Frugality is a means, not an end unto itself. The pursuit of freedom can become another kind of prison.

Marshmellows

(apparently the correct spelling is “marshmallow.” I’m not going to go back and change it)

There is a famous experiment called “the marshmellow test.” It is a popular point of reference in behavioral finance circles. Here is a summary courtesy of Wikipedia (footnote annotations removed for clarity):

The Stanford marshmallow experiment was a study on delayed gratification in 1972 led by psychologist Walter Mischel, a professor at Stanford University. In this study, a child was offered a choice between one small but immediate reward, or two small rewards if they waited for a period of time. During this time, the researcher left the room for about 15 minutes and then returned. The reward was either a marshmallow or pretzel stick, depending on the child’s preference. In follow-up studies, the researchers found that children who were able to wait longer for the preferred rewards tended to have better life outcomes, as measured by SAT scores, educational attainment, body mass index (BMI), and other life measures.

A replication attempt with a sample from a more diverse population, over 10 times larger than the original study, showed only half the effect of the original study. The replication suggested that economic background, rather than willpower, explained the other half. The predictive power of marshmallow test was challenged in a 2020 study by a team of researchers that included Mischel.
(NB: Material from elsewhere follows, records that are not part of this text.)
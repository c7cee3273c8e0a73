//! Mallu terminal client
//!
//! Chat with a match and place voice calls from the terminal.

mod config;
mod ui;

use anyhow::Context;
use clap::{Parser, Subcommand};
use mallu_core::{
    ApiClient, ChatSession, CredentialStore, Credentials, SessionContext, SessionDeps, UserId,
};
use std::path::PathBuf;
use std::sync::Arc;
use tokio::io::AsyncBufReadExt;
use tracing_subscriber::{layer::SubscriberExt, util::SubscriberInitExt};

use crate::config::AppConfig;
use crate::ui::{Input, Renderer, TerminalRedirect};

/// Mallu terminal client
#[derive(Parser)]
#[command(name = "mallu")]
#[command(about = "Chat and call your matches from the terminal")]
struct Cli {
    #[command(subcommand)]
    command: Commands,

    /// Config directory (defaults to the platform config dir)
    #[arg(long)]
    config_dir: Option<PathBuf>,
}

#[derive(Subcommand)]
enum Commands {
    /// Store the access token issued by the login flow
    Login {
        /// JWT access token
        #[arg(long)]
        token: String,

        /// Refresh token, if the server issued one
        #[arg(long)]
        refresh: Option<String>,
    },

    /// Forget the stored credentials
    Logout,

    /// Open the chat with a match
    Chat {
        /// User id of the match
        partner: UserId,
    },

    /// Write the effective configuration file
    InitConfig,
}

#[tokio::main]
async fn main() -> anyhow::Result<()> {
    // stdout belongs to the chat.
    tracing_subscriber::registry()
        .with(tracing_subscriber::EnvFilter::new(
            std::env::var("RUST_LOG").unwrap_or_else(|_| "mallu_term=info,mallu_core=info".into()),
        ))
        .with(tracing_subscriber::fmt::layer().with_writer(std::io::stderr))
        .init();

    let cli = Cli::parse();

    let config_dir = cli
        .config_dir
        .or_else(|| dirs::config_dir().map(|d| d.join("mallu")))
        .unwrap_or_else(|| PathBuf::from("."));
    let data_dir = dirs::data_local_dir()
        .unwrap_or_else(|| PathBuf::from("."))
        .join("mallu");
    let config = AppConfig::load(&config_dir)
        .with_context(|| format!("reading config in {}", config_dir.display()))?;

    tracing::debug!("Config directory: {:?}, data directory: {:?}", config_dir, data_dir);

    match cli.command {
        Commands::Login { token, refresh } => {
            let mut session = SessionContext::from_access_token(&token)?;
            session.refresh_token = refresh;
            CredentialStore::open(&data_dir)?.save(&session)?;
            println!("Logged in as user {}", session.user_id);
        }
        Commands::Logout => {
            CredentialStore::open(&data_dir)?.clear()?;
            println!("Logged out");
        }
        Commands::Chat { partner } => {
            run_chat(&config, &data_dir, partner).await?;
        }
        Commands::InitConfig => {
            config.save(&config_dir)?;
            println!("Wrote {}", config_dir.join("config.json").display());
        }
    }

    Ok(())
}

async fn run_chat(
    config: &AppConfig,
    data_dir: &std::path::Path,
    partner: UserId,
) -> anyhow::Result<()> {
    let store = Arc::new(CredentialStore::open(data_dir)?);
    let session = store
        .load()?
        .context("not logged in, run `mallu login --token <access token>` first")?;
    if session.user_id == partner {
        anyhow::bail!("cannot chat with yourself");
    }

    let redirect = Arc::new(TerminalRedirect::default());
    let credentials = Credentials::new(Some(session.clone()))
        .with_store(store)
        .with_redirect(redirect.clone());
    let client_config = config.client_config();
    let api = Arc::new(ApiClient::new(&client_config, Arc::new(credentials))?);

    tracing::info!("Opening chat with {} at {}", partner, client_config.api_base_url);
    let handle = ChatSession::open(SessionDeps::new(client_config, session, api), partner);
    let mut snapshots = handle.subscribe();
    let mut lines = tokio::io::BufReader::new(tokio::io::stdin()).lines();
    let mut renderer = Renderer::default();
    println!("Type a message and press enter. /help lists commands.");

    loop {
        tokio::select! {
            changed = snapshots.changed() => {
                if changed.is_err() {
                    break;
                }
                let snapshot = snapshots.borrow_and_update().clone();
                for line in renderer.render(&snapshot, chrono::Utc::now()) {
                    println!("{}", line);
                }
                if snapshot.closed {
                    break;
                }
            }
            line = lines.next_line() => {
                let Some(line) = line? else {
                    break;
                };
                match ui::parse_line(&line) {
                    Input::Commands(commands) => {
                        for command in commands {
                            handle.command(command)?;
                        }
                    }
                    Input::Help => println!("{}", ui::HELP),
                    Input::Quit => break,
                    Input::Invalid(reason) => println!("! {}", reason),
                    Input::Empty => {}
                }
            }
            _ = tokio::signal::ctrl_c() => break,
        }
    }

    handle.close().await;
    if redirect.expired() {
        eprintln!("Your session expired. Log in again with `mallu login --token <access token>`.");
    }
    Ok(())
}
There is quite a bit of worthwhile material here, from both a philosophy of science perspective and a practical perspective. The philosophy of science is (mostly) beyond the scope of this blog. So we’re not going to open that can of worms here. Instead, I’m going focus on the practical angle.

The practical angle is that this study is often referenced in the context of teaching children, and people in general, about delaying gratification. In a financial context: saving instead of spending. Given the results of replication attempts, and variations on the original study, I’d argue the marshmellow test should be regarded more as a parable than anything.
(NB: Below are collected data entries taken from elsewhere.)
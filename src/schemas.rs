use serde::{de, Deserialize, Deserializer, Serialize};
use serde_json::Value;
use std::collections::HashMap;

pub type PersonName = String;

// Dish name -> people who shared it
pub type Assignments = HashMap<String, Vec<PersonName>>;

#[derive(Clone, Debug, PartialEq, Deserialize, Serialize)]
pub struct Dish {
    pub name: String,
    #[serde(deserialize_with = "deserialize_price")]
    pub price: f64,
}

#[derive(Clone, Debug, Default, PartialEq, Deserialize)]
pub struct CalculateRequest {
    #[serde(default)]
    pub dishes: Vec<Dish>,
    #[serde(default)]
    pub people: Vec<PersonName>,
    #[serde(default)]
    pub assignments: Assignments,
}

#[derive(Clone, Debug, PartialEq, Deserialize, Serialize)]
pub struct PersonTotal {
    pub name: PersonName,
    pub amount: f64,
}

#[derive(Clone, Debug, PartialEq)]
pub struct SplitResult {
    pub results: Vec<PersonTotal>,
    pub total: f64,
}

#[derive(Clone, Debug, PartialEq, Deserialize, Serialize)]
pub struct BillRecord {
    pub id: String,
    pub results: Vec<PersonTotal>,
    pub total: f64,
    pub timestamp: String,
}

#[derive(Debug, Serialize)]
pub struct CalculateResponse {
    pub success: bool,
    pub results: Vec<PersonTotal>,
    pub total: f64,
    pub bill_id: String,
}

#[derive(Debug, Serialize)]
pub struct ErrorResponse {
    pub success: bool,
    pub error: String,
}

// Prices may arrive as JSON numbers or as numeric strings like "300"
fn deserialize_price<'de, D>(deserializer: D) -> Result<f64, D::Error>
where
    D: Deserializer<'de>,
{
    match Value::deserialize(deserializer)? {
        Value::Number(number) => number
            .as_f64()
            .ok_or_else(|| de::Error::custom(format!("price `{}` is not a number", number))),
        Value::String(text) => text
            .trim()
            .parse::<f64>()
            .map_err(|_| de::Error::custom(format!("price `{}` is not a number", text))),
        other => Err(de::Error::custom(format!(
            "price must be a number, got `{}`",
            other
        ))),
    }
}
We’re talking about a marshmellow here.

If someone puts a marshmellow in front of you, and you want to eat the marshmellow, then eat the marshmellow. I don’t care if you’re five or fifty-five. The advice stands.

It is difficult for me to adequately convey the supreme irrelevance of the decision to immediately eat a single marshmellow or wait 15 minutes for some incrementally better reward.

Some decisions matter and some don’t. It is easy to focus on decisions that don’t matter. Decisions that don’t matter are easy decisions. They are marshmellows. People sometimes ask me things like: “should I put 1% of my net worth into crypto?” This is another kind of marshmellow. Sure. Go ahead. Whatever makes you happy.

There is a whole genre of marshmellow-centric “latte finance.” Don’t buy that Starbucks Coffee and you will save $1,200 per year. Compound that out over 30 years, blah, blah, blah. There’s something to be said for getting people to think critically about their purchasing decisions. But in terms of long-term impact, a daily coffee habit is dwarfed by decisions like how much house you choose to buy; what car you decide to drive; whether you send your kids to private school; what you can, can’t, will or won’t do to increase your earnings power.

When we get into things like houses, cars and kids we start to get into territory involving deep-seated emotions around values and status. Much of the consumer debt industry in America is built on a deep reluctance to sacrifice status to save money. If anything, the culture encourages the opposite.

This is not an argument for hairshirt frugality. If you want to live a high status lifestyle, you either need to make a whole lot of money or take on a whole lot of debt.

Treat yourself on the coffee. Save your energy for the tough. stuff.

Luck

Every so often people start talking about investing superpowers. If you could have one investing superpower what would it be?

The power to regularly source and legally trade on material non-public information would be my number one pick. But that’s kind of against the spirit of the game.

So my backup pick is “infinite and overwhelming luck in the markets.” I’d rather be lucky than good. Always. Not trying to get onto any World’s Greatest Investor Lists here. I’ll take my winnings any way I can get them and leave it to you all to fight over multifactor return decompositions of my performance.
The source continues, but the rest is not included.